REQUIRED ACTION ▸ Up to and including the line with "pub fn parse_definition(content: &str, format: DefinitionFormat)", restate the records below word for word, beginning with their first line.

* * * * *

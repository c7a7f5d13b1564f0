//! Workflow Parser
//!
//! Loads workflow definitions from YAML or JSON files. The format is
//! chosen from the file extension (`.json` is JSON, anything else YAML).
//! Loaded definitions are validated before they are returned.

use std::fs;
use std::path::Path;

use log::{debug, info};

use crate::error::Result;

use super::model::WorkflowDefinition;
use super::validator;

/// Serialization format of a definition file.
#[derive(Debug, Clone, Copy, PartialEq, Eq)]
pub enum DefinitionFormat {
    Yaml,
    Json,
}

impl DefinitionFormat {
    /// Picks the format from a path's extension.
    pub fn from_path(path: &Path) -> Self {
        match path.extension().and_then(|e| e.to_str()) {
            Some(ext) if ext.eq_ignore_ascii_case("json") => Self::Json,
            _ => Self::Yaml,
        }
    }
}

/// Parses and validates a definition from a string.
pub fn parse_definition(content: &str, format: DefinitionFormat) -> Result<WorkflowDefinition> {
    let mut definition: WorkflowDefinition = match format {
        DefinitionFormat::Yaml => serde_yaml::from_str(content)?,
        DefinitionFormat::Json => serde_json::from_str(content)?,
    };

    definition.name = definition.name.trim().to_string();
    for node in &mut definition.nodes {
        node.id = node.id.trim().to_string();
    }

    validator::validate(&definition)?;
    Ok(definition)
}

/// Loads a workflow definition from a file.
///
/// # Example
///
/// ```rust,no_run
/// use phasekeeper::workflow::load_definition;
///
/// fn main() -> Result<(), Box<dyn std::error::Error>> {
///     let definition = load_definition("nightly.yaml")?;
///     println!("Loaded {} nodes", definition.len());
///     Ok(())
/// }
/// ```
pub fn load_definition(path: impl AsRef<Path>) -> Result<WorkflowDefinition> {
    let path = path.as_ref();
    info!("Loading workflow from: {}", path.display());

    let content = fs::read_to_string(path)?;
    debug!("Definition loaded ({} bytes)", content.len());

    let definition = parse_definition(&content, DefinitionFormat::from_path(path))?;
    info!(
        "Parsed workflow '{}': {} nodes, actions {:?}",
        definition.name,
        definition.len(),
        definition.actions()
    );

    Ok(definition)
}

/// Writes a definition to a file in the format its extension implies.
pub fn save_definition(definition: &WorkflowDefinition, path: impl AsRef<Path>) -> Result<()> {
    let path = path.as_ref();
    let content = match DefinitionFormat::from_path(path) {
        DefinitionFormat::Yaml => serde_yaml::to_string(definition)?,
        DefinitionFormat::Json => serde_json::to_string_pretty(definition)?,
    };

    fs::write(path, content)?;
    info!("Workflow saved to: {}", path.display());
    Ok(())
}

#[cfg(test)]
mod tests {
    use super::*;
    use crate::error::{OrchestratorError, ValidationError};
    use crate::workflow::{ErrorHandlingStrategy, OptimizationStrategy, WorkflowNode};
    use std::time::Duration;
    use tempfile::tempdir;

    const YAML: &str = r#"
name: nightly
optimization_strategy: resource_optimal
error_handling_strategy: fail_fast
max_parallel_tasks: 2
global_timeout: 60
nodes:
  - id: fetch
    action: system_command
    steps:
      - description: download
        action: run
        parameters: { command: "curl example.org" }
  - id: summarize
    action: llm_call
    dependencies: [fetch]
    priority: 5
    resources_required: { gpu: 1 }
    dependency_conditions:
      - depends_on_result: { node_id: fetch, operator: equals, value: "ok" }
      - time_window: { start: "08:00:00", end: "18:00:00" }
"#;

    #[test]
    fn test_parse_yaml_definition() {
        let def = parse_definition(YAML, DefinitionFormat::Yaml).unwrap();

        assert_eq!(def.name, "nightly");
        assert_eq!(def.len(), 2);
        assert_eq!(def.optimization_strategy, OptimizationStrategy::ResourceOptimal);
        assert_eq!(def.error_handling_strategy, ErrorHandlingStrategy::FailFast);
        assert_eq!(def.max_parallel_tasks, 2);
        assert_eq!(def.global_timeout, Duration::from_secs(60));

        let summarize = def.get_node("summarize").unwrap();
        assert!(summarize.dependencies.contains("fetch"));
        assert_eq!(summarize.resources_required["gpu"], 1);
        assert_eq!(summarize.dependency_conditions.len(), 2);
        assert_eq!(summarize.dependency_conditions[0].referenced_node(), Some("fetch"));
    }

    #[test]
    fn test_conditions_load_from_yaml_and_json_files() {
        let temp_dir = tempdir().unwrap();
        let def = parse_definition(YAML, DefinitionFormat::Yaml).unwrap();

        for file in ["conditions.yaml", "conditions.json"] {
            let path = temp_dir.path().join(file);
            save_definition(&def, &path).unwrap();
            assert_eq!(load_definition(&path).unwrap(), def);
        }
    }

    #[test]
    fn test_parse_rejects_overflowing_timeout() {
        let yaml = "name: huge\nnodes:\n  - { id: a, action: task, timeout: 1e30 }\n";
        assert!(matches!(
            parse_definition(yaml, DefinitionFormat::Yaml),
            Err(OrchestratorError::Yaml(_))
        ));
    }

    #[test]
    fn test_parse_json_definition() {
        let json = r#"{
            "name": "json-flow",
            "nodes": [
                { "id": "a", "action": "task" },
                { "id": "b", "action": "task", "dependencies": ["a"] }
            ]
        }"#;
        let def = parse_definition(json, DefinitionFormat::Json).unwrap();
        assert_eq!(def.len(), 2);
        assert_eq!(def.optimization_strategy, OptimizationStrategy::Balanced);
    }

    #[test]
    fn test_parse_rejects_invalid_graph() {
        let yaml = r#"
name: broken
nodes:
  - { id: a, action: task, dependencies: [b] }
  - { id: b, action: task, dependencies: [a] }
"#;
        match parse_definition(yaml, DefinitionFormat::Yaml) {
            Err(OrchestratorError::Validation(ValidationError::CyclicDependency { .. })) => {}
            other => panic!("Expected cycle error, got {:?}", other),
        }
    }

    #[test]
    fn test_parse_rejects_malformed_yaml() {
        let result = parse_definition("name: [unclosed", DefinitionFormat::Yaml);
        assert!(matches!(result, Err(OrchestratorError::Yaml(_))));
    }

    #[test]
    fn test_format_from_path() {
        assert_eq!(DefinitionFormat::from_path(Path::new("a.json")), DefinitionFormat::Json);
        assert_eq!(DefinitionFormat::from_path(Path::new("a.JSON")), DefinitionFormat::Json);
        assert_eq!(DefinitionFormat::from_path(Path::new("a.yml")), DefinitionFormat::Yaml);
        assert_eq!(DefinitionFormat::from_path(Path::new("noext")), DefinitionFormat::Yaml);
    }

    #[test]
    fn test_save_and_load_roundtrip() {
        let temp_dir = tempdir().unwrap();
        let def = WorkflowDefinition::from_nodes(
            "saved",
            vec![
                WorkflowNode::new("a", "task"),
                WorkflowNode::new("b", "task").depends_on("a"),
            ],
        );

        for file in ["flow.yaml", "flow.json"] {
            let path = temp_dir.path().join(file);
            save_definition(&def, &path).unwrap();
            let loaded = load_definition(&path).unwrap();
            assert_eq!(loaded, def);
        }
    }

    #[test]
    fn test_load_missing_file() {
        let result = load_definition("/nonexistent/path/workflow.yaml");
        assert!(matches!(result, Err(OrchestratorError::Io(_))));
    }
}
/// Plans the execution and walks its phases.
async fn run_phases(
    inner: &Inner,
    execution: &mut WorkflowExecution,
    control: &ExecutionControl,
) -> RunEnd {
    if control.abort_reason().is_some() {
        return RunEnd::Aborted;
    }
    if let Err(e) = execution.transition(ExecutionStatus::Planning) {
        return RunEnd::Error(e);
    }
    inner.update_snapshot(execution);

    let definition = Arc::clone(&execution.definition);
    let strategy = definition.optimization_strategy;

    let planned = ExecutionPlanner::new(&definition).and_then(|planner| {
        let base = planner.plan()?;
        let before = base.len();
        planner.optimize(base, strategy).map(|plan| (before, plan))
    });
    let (phases_before, plan) = match planned {
        Ok(planned) => planned,
        Err(e) => return RunEnd::Error(e.into()),
    };

    execution
        .optimization_metrics
        .insert("phases_before".to_string(), phases_before as f64);
    execution
        .optimization_metrics
        .insert("phases_after".to_string(), plan.len() as f64);
    execution
        .optimization_metrics
        .insert("widest_phase".to_string(), plan.widest_phase() as f64);
    execution.log(
        Level::Info,
        format!(
            "Planned {} phases ({} before {} optimization)",
            plan.len(),
            phases_before,
            strategy
        ),
    );

    if strategy != OptimizationStrategy::Balanced {
        inner.events.publish(WorkflowEvent::OptimizationApplied {
            workflow_id: execution.id.clone(),
            strategy,
            phases_before,
            phases_after: plan.len(),
        });
    }

    execution.plan = plan;
    if let Err(e) = execution.transition(ExecutionStatus::Running) {
        return RunEnd::Error(e);
    }
    inner.update_snapshot(execution);

    let phase_executor =
        PhaseExecutor::new(Arc::clone(&inner.registry)).with_events(inner.events.clone());
    let phases = execution.plan.phases.clone();

    for (index, phase) in phases.iter().enumerate() {
        if control.abort_reason().is_some() {
            return RunEnd::Aborted;
        }

        if control.is_paused() {
            if let Err(e) = execution.transition(ExecutionStatus::Paused) {
                return RunEnd::Error(e);
            }
            inner.update_snapshot(execution);

            control.wait_while_paused().await;
            if control.abort_reason().is_some() {
                return RunEnd::Aborted;
            }

            if let Err(e) = execution.transition(ExecutionStatus::Running) {
                return RunEnd::Error(e);
            }
            inner.update_snapshot(execution);
        }

        execution.current_phase = index;
        execution.log(
            Level::Info,
            format!("Phase {}/{}: {}", index + 1, phases.len(), phase.join(", ")),
        );
        inner.events.publish(WorkflowEvent::PhaseStarted {
            workflow_id: execution.id.clone(),
            phase: index,
            node_ids: phase.clone(),
        });

        let outcome = phase_executor
            .run_phase(execution, phase, &control.token)
            .await;
        inner.update_snapshot(execution);

        if control.abort_reason().is_some() {
            return RunEnd::Aborted;
        }

        if outcome.has_failures() {
            match definition.error_handling_strategy {
                ErrorHandlingStrategy::FailFast | ErrorHandlingStrategy::FailOnCritical => {
                    execution.log(
                        Level::Error,
                        format!(
                            "Phase {} left {} node(s) failed, stopping ({})",
                            index + 1,
                            outcome.failed.len(),
                            definition.error_handling_strategy
                        ),
                    );
                    return RunEnd::Halted(index);
                }
                ErrorHandlingStrategy::RetryAndContinue | ErrorHandlingStrategy::ContinueOnError => {
                    execution.log(
                        Level::Warn,
                        format!(
                            "Phase {} left {} node(s) failed, continuing",
                            index + 1,
                            outcome.failed.len()
                        ),
                    );
                }
            }
        }
    }

    RunEnd::Finished
}

/// Chooses the terminal status, publishes it and moves the record to history.
fn finalize(
    inner: &Inner,
    execution: &mut WorkflowExecution,
    control: &ExecutionControl,
    end: RunEnd,
) -> ExecutionSummary {
    let status = match (control.abort_reason(), end) {
        (Some(AbortReason::Cancelled), _) => ExecutionStatus::Cancelled,
        (Some(AbortReason::TimedOut), _) => {
            let timeout = OrchestratorError::GlobalTimeout {
                timeout: execution.definition.global_timeout,
            };
            execution.log(Level::Error, timeout.to_string());
            ExecutionStatus::Failed
        }
        (None, RunEnd::Error(e)) => {
            execution.log(Level::Error, e.to_string());
            ExecutionStatus::Failed
        }
        (None, RunEnd::Halted(phase)) => {
            debug!("[{}] Halted after phase {}", execution.id, phase + 1);
            ExecutionStatus::Failed
        }
        (None, RunEnd::Aborted) => ExecutionStatus::Cancelled,
        (None, RunEnd::Finished) => {
            let rate = execution.success_rate();
            let threshold = inner.config.success_threshold;
            if rate >= threshold {
                ExecutionStatus::Completed
            } else {
                execution.log(
                    Level::Warn,
                    format!(
                        "Success rate {:.0}% is below the {:.0}% threshold",
                        rate * 100.0,
                        threshold * 100.0
                    ),
                );
                ExecutionStatus::Failed
            }
        }
    };

    if let Err(e) = execution.transition(status) {
        error!("[{}] {}", execution.id, e);
    }

    debug!("[{}] {}", execution.id, execution.timeline.gantt_chart());

    let summary = execution.summary();
    match summary.status {
        ExecutionStatus::Completed => info!(
            "Workflow '{}' completed: {}/{} nodes",
            summary.name, summary.completed_nodes, summary.total_nodes
        ),
        _ => warn!(
            "Workflow '{}' {}: {}",
            summary.name,
            summary.status,
            summary.failure_summary.as_deref().unwrap_or("no node errors")
        ),
    }

    let event = match summary.status {
        ExecutionStatus::Completed => WorkflowEvent::WorkflowCompleted(summary.clone()),
        ExecutionStatus::Cancelled => WorkflowEvent::WorkflowCancelled(summary.clone()),
        _ => WorkflowEvent::WorkflowFailed(summary.clone()),
    };

    {
        let mut state = inner.lock();
        state.active.remove(&execution.id);
        state.history.push_back(summary.clone());
        while state.history.len() > inner.config.history_limit {
            state.history.pop_front();
        }
        state.stats.record(&summary);
    }

    inner.events.publish(event);
    summary
}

* * * * *

SOLUTION FOR THIS EXERCISE ▸
repository c7a7f5d13b1564f0
//! Workflow Parser
//!
//! Loads workflow definitions from YAML or JSON files. The format is
//! chosen from the file extension (`.json` is JSON, anything else YAML).
//! Loaded definitions are validated before they are returned.

use std::fs;
use std::path::Path;

use log::{debug, info};

use crate::error::Result;

use super::model::WorkflowDefinition;
use super::validator;

/// Serialization format of a definition file.
#[derive(Debug, Clone, Copy, PartialEq, Eq)]
pub enum DefinitionFormat {
    Yaml,
    Json,
}

impl DefinitionFormat {
    /// Picks the format from a path's extension.
    pub fn from_path(path: &Path) -> Self {
        match path.extension().and_then(|e| e.to_str()) {
            Some(ext) if ext.eq_ignore_ascii_case("json") => Self::Json,
            _ => Self::Yaml,
        }
    }
}

/// Parses and validates a definition from a string.
pub fn parse_definition(content: &str, format: DefinitionFormat) -> Result<WorkflowDefinition> {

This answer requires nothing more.